Dakin explains: “At every interview we ask the candidate ‘What is important to you?’ So if someone replies ‘Interaction and teamwork’ we make a note of that, so we know to keep people more in contact with that individual, because we know they don’t like working in isolation, or alone, so we know to invite them to a team quiz on a Saturday night to keep them connected.”

Some staff induction is now done via Zoom and other technologies, although other elements of training – such as in social distancing – must be completed face to face.

Dakin accepts that some candidates from other industries may be concerned about the dangers to their own health and wellbeing from working in the care sector during the Covid-19 pandemic. However, she says that what helps them through their anxieties “is that people really want to care and make a difference”.

Nevertheless, she says the company has taken a number of measures to provide new employees with the reassurance they need, including training courses on infection control, and following the guidelines on PPE.

The company also communicates with its staff daily and sends out practical tools, and has invested in an employee assistance programme, which offers virtual counselling sessions. There is also a strong focus on wellbeing, with podcasts, advice on mindfulness and signposting staff to helpful resources. For those joining the company from other sectors, Dakin says a buddy system with a colleague provides an extra layer of reassurance.

Although most of those joining Home Indeed from other industries have not worked in the care sector before, and perhaps never expected to, Dakin is hopeful that many will remain and not drift back to their old jobs when the economy recovers.

She says: “I believe that once our care givers develop really close relationships with our clients, they find it hard to leave. For example, we have student nurses who work for us – they’re at university but they continue to look after clients at weekends.”

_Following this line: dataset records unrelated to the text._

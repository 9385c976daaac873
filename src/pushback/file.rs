//! File-backed pushback store: one JSON file per request hash.
//!
//! `record` writes a uniquely named temp file and hard-links it into place.
//! `link(2)` fails when the target exists, which makes create-if-absent
//! atomic across concurrent hook processes without any lock file.

use crate::pushback::{is_older_than, validate_hash, PushbackRecord, PushbackStore};
use crate::utils::state;
use anyhow::{Context, Result};
use chrono::{DateTime, Utc};
use std::fs;
use std::io::ErrorKind;
use std::path::{Path, PathBuf};
use std::time::Duration;
use uuid::Uuid;

pub struct FileStore {
    dir: PathBuf,
    ttl: Duration,
}

impl FileStore {
    /// Store under `<state>/pushback/`.
    pub fn new(ttl: Duration) -> Result<Self> {
        Ok(Self::with_dir(state::pushback_dir()?, ttl))
    }

    pub fn with_dir(dir: impl AsRef<Path>, ttl: Duration) -> Self {
        Self {
            dir: dir.as_ref().to_path_buf(),
            ttl,
        }
    }

    pub fn dir(&self) -> &Path {
        &self.dir
    }

    fn path_for(&self, hash: &str) -> Result<PathBuf> {
        validate_hash(hash)?;
        Ok(self.dir.join(format!("{}.json", hash)))
    }

    /// Creation time of the record at `path`, or `None` if there is no file.
    /// A file that doesn't parse still counts, aged by its mtime.
    fn created_at(&self, path: &Path) -> Result<Option<DateTime<Utc>>> {
        let content = match fs::read_to_string(path) {
            Ok(content) => content,
            Err(e) if e.kind() == ErrorKind::NotFound => return Ok(None),
            Err(e) => {
                return Err(e)
                    .with_context(|| format!("Failed to read pushback record: {}", path.display()))
            }
        };

        if let Ok(record) = serde_json::from_str::<PushbackRecord>(&content) {
            return Ok(Some(record.created_at));
        }

        tracing::warn!(path = %path.display(), "unreadable pushback record, treating as present");
        let modified = fs::metadata(path)
            .and_then(|m| m.modified())
            .map(DateTime::<Utc>::from)
            .unwrap_or_else(|_| Utc::now());
        Ok(Some(modified))
    }

    fn remove(path: &Path) -> Result<()> {
        match fs::remove_file(path) {
            Ok(()) => Ok(()),
            Err(e) if e.kind() == ErrorKind::NotFound => Ok(()),
            Err(e) => Err(e)
                .with_context(|| format!("Failed to remove pushback record: {}", path.display())),
        }
    }

    fn record_paths(&self) -> Result<Vec<PathBuf>> {
        if !self.dir.exists() {
            return Ok(Vec::new());
        }
        let paths = fs::read_dir(&self.dir)
            .with_context(|| format!("Failed to read pushback directory: {}", self.dir.display()))?
            .filter_map(|e| e.ok())
            .map(|e| e.path())
            .filter(|p| p.extension().map_or(false, |e| e == "json"))
            .filter(|p| {
                p.file_stem()
                    .and_then(|s| s.to_str())
                    .map_or(false, |s| validate_hash(s).is_ok())
            })
            .collect();
        Ok(paths)
    }
}

impl PushbackStore for FileStore {
    fn contains(&self, hash: &str) -> Result<bool> {
        let path = self.path_for(hash)?;
        match self.created_at(&path)? {
            Some(created) if is_older_than(created, self.ttl) => {
                Self::remove(&path)?;
                Ok(false)
            }
            Some(_) => Ok(true),
            None => Ok(false),
        }
    }

    fn record(&self, hash: &str) -> Result<bool> {
        let path = self.path_for(hash)?;
        if self.contains(hash)? {
            return Ok(false);
        }

        fs::create_dir_all(&self.dir).with_context(|| {
            format!("Failed to create pushback directory: {}", self.dir.display())
        })?;

        let tmp = self.dir.join(format!(".{}.{}.tmp", hash, Uuid::new_v4()));
        let json = serde_json::to_string(&PushbackRecord::new(hash))
            .context("Failed to serialize pushback record")?;
        fs::write(&tmp, json)
            .with_context(|| format!("Failed to write pushback record: {}", tmp.display()))?;

        let linked = fs::hard_link(&tmp, &path);
        let _ = fs::remove_file(&tmp);

        match linked {
            Ok(()) => Ok(true),
            Err(e) if e.kind() == ErrorKind::AlreadyExists => Ok(false),
            Err(e) => Err(e)
                .with_context(|| format!("Failed to publish pushback record: {}", path.display())),
        }
    }

    fn clear(&self, hash: &str) -> Result<()> {
        Self::remove(&self.path_for(hash)?)
    }

    fn list(&self) -> Result<Vec<PushbackRecord>> {
        let mut records = Vec::new();
        for path in self.record_paths()? {
            let Some(hash) = path.file_stem().and_then(|s| s.to_str()) else {
                continue;
            };
            if let Some(created_at) = self.created_at(&path)? {
                if !is_older_than(created_at, self.ttl) {
                    records.push(PushbackRecord {
                        request_hash: hash.to_string(),
                        created_at,
                    });
                }
            }
        }
        records.sort_by_key(|r| r.created_at);
        Ok(records)
    }

    fn purge_expired(&self) -> Result<usize> {
        let mut removed = 0;
        for path in self.record_paths()? {
            if let Some(created_at) = self.created_at(&path)? {
                if is_older_than(created_at, self.ttl) {
                    Self::remove(&path)?;
                    removed += 1;
                }
            }
        }
        Ok(removed)
    }
}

There will be others who will want to stay because they are making a difference. Dakin cites a former carpenter who says: “I can’t go back to that – this is what I was meant to do in life.”

She adds: “So it might be mix of these people, and also people who might want to do part-time, weekend hours if they have clients who they have a close relationship with, so we really hope they will all decide to stay with us.” 

Perfect role for a people person

Leigh Lawley, having run a pub in Droitwich and worked in the pub trade for more than 10 years, is typical of the type of employee who joined Home Instead from industries hit hard by Covid-19.

She explains: “I still wanted to do something that involves being around people. And I thought, obviously with everything going on at the moment this sector was one of the places that needed the most help. And I could actually make a difference and feel as if I’m doing something worthwhile.”

Lawley says her background in the pub industry means she is well-suited to the care sector.

“When I was in the pub obviously I was dealing and speaking with different kinds of people all the time, so I think that’s really helped me in this sector getting to know people and making them feel comfortable with me being around them.

“I like to have made someone’s day that little bit easier – that’s one of the best things, but generally just talking to people and getting to know them. Some of those I’ve met have some great stories about things  they’ve done in the past. It’s a really rewarding job. I think I’ll probably stay in the care sector for a good while.”